知り合いが亡くなった。というか塾の生徒が。水難事故だという。決して接点が多いとは言えないが、最近は塾でよく担当していたし、辞める気ではいるがもし辞めるのが面倒になって、来年もバイトを続けていたらたくさん受け持っていたことだろう。実に悲しいし、涙も少し出そうになるが、恥ずかしがり屋な俺のメンタルがそれを許さない。そんなことはさておき、その子の将来などうなっていたんだろうか。YouTubeやってたかもしれないし、立派な社会の歯車になっていたかもしれない。そんな希望を持った人間が水に溺れて死ぬという、毎年必ず起こるイベントに引っかかるとはね。実にあっけない。俺は悲しんでいるが、俺にも俺の人生がある。それは遺族の方も、友達の人もそうである。例えば、俺は明日くらいまでにはバイト先のBBQに参加するかを答えなきゃいけない。みんな知ってる人が死んでるのに呑気だなとか思うけど、彼らからしたら別にそれはそれ、これはこれくらいの感覚でしかないんだろう。それは悪いことではない。原始の時代なら人の死をいちいち長い期間悲しんでいたら肉食動物に襲われてしまうし、それこそ言ってしまえば他人の人生である。しかし、現代である。記録が永遠に残せる今すぐに切り替えてしまうどうなのだろうか。俺は変である。普段適当にしか対応しないくせにこんな時にだけ偉そうにする。めんどくさい野郎だ。しかし、もう少し人の死に対するなんというか、誠意を持った反応をしてくれる人が増えたらいいなと思うばかりだ。

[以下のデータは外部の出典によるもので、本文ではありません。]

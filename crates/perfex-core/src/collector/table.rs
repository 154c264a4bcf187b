//! Table-driven mapping from counter names to metrics.

use crate::metric::{MetricKind, MetricSink, NAMESPACE, Sample, fq_name};
use crate::provider::CounterInstance;

/// One counter of a counter object and the metric it becomes.
#[derive(Debug, Clone, Copy)]
pub(crate) struct CounterMetric {
    pub counter: &'static str,
    pub metric: &'static str,
    pub kind: MetricKind,
    pub help: &'static str,
}

pub(crate) const fn counter(
    counter: &'static str,
    metric: &'static str,
    help: &'static str,
) -> CounterMetric {
    CounterMetric {
        counter,
        metric,
        kind: MetricKind::Counter,
        help,
    }
}

pub(crate) const fn gauge(
    counter: &'static str,
    metric: &'static str,
    help: &'static str,
) -> CounterMetric {
    CounterMetric {
        counter,
        metric,
        kind: MetricKind::Gauge,
        help,
    }
}

/// Emits one sample per table row for `instance`, labelled `label = value`.
pub(crate) fn emit(
    sink: &dyn MetricSink,
    subsystem: &str,
    table: &[CounterMetric],
    instance: &CounterInstance,
    label: &str,
    value: &str,
) {
    for row in table {
        sink.push(Sample {
            name: fq_name(NAMESPACE, subsystem, row.metric),
            help: row.help.to_string(),
            labels: vec![(label.to_string(), value.to_string())],
            value: instance.value(row.counter),
            kind: row.kind,
        });
    }
}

こんなことを考えながらまた別のアイデアというか、考え事が浮かぶ。社会は実に不公平である。慶應高校みたいに、自由で野球部の悪いところ無くしたバージョンみたいなのが髪、休日、ひいては人生をかけて生きてきた高校球児達を倒していく。そして卒業後大手企業に就職。他の高校のベンチにも入れなかった人たちのことを考えると悲惨である。全て野球してきたような人間が入れるような名門大学はそう多くはない。世の中いろんなことがあって、そのほとんどが不条理なことばかりである。人ごとに出来不出来があって、ある一定の基準で人間の良し悪しを図ってはマウントを取るやつばかり。生まれた環境だとか、言い訳だとかいう奴もいるけど、何もせずに目標を達する人と、死ぬほどもがいても達成できない人がいる。人の嫌な部分を詰めたみたいなやつが長生きしたり、世のためになる人間が早死にしたり、数えればキリがないほど不条理に溢れるこの世界で我々は生きている。だからこそ楽しい瞬間があるんだろうし、よく言われる「美しい」という表現を人生にするのだろう。濃淡。それこそが人生のいいところであり、悪いところである。

水難事故という、最後まで訳がわからなくなって苦しんで死んでしまったんだろう。辛かったよな。よく頑張ったな。少し早いけど、ゆっくり休んでくれ。ご冥福をお祈りします。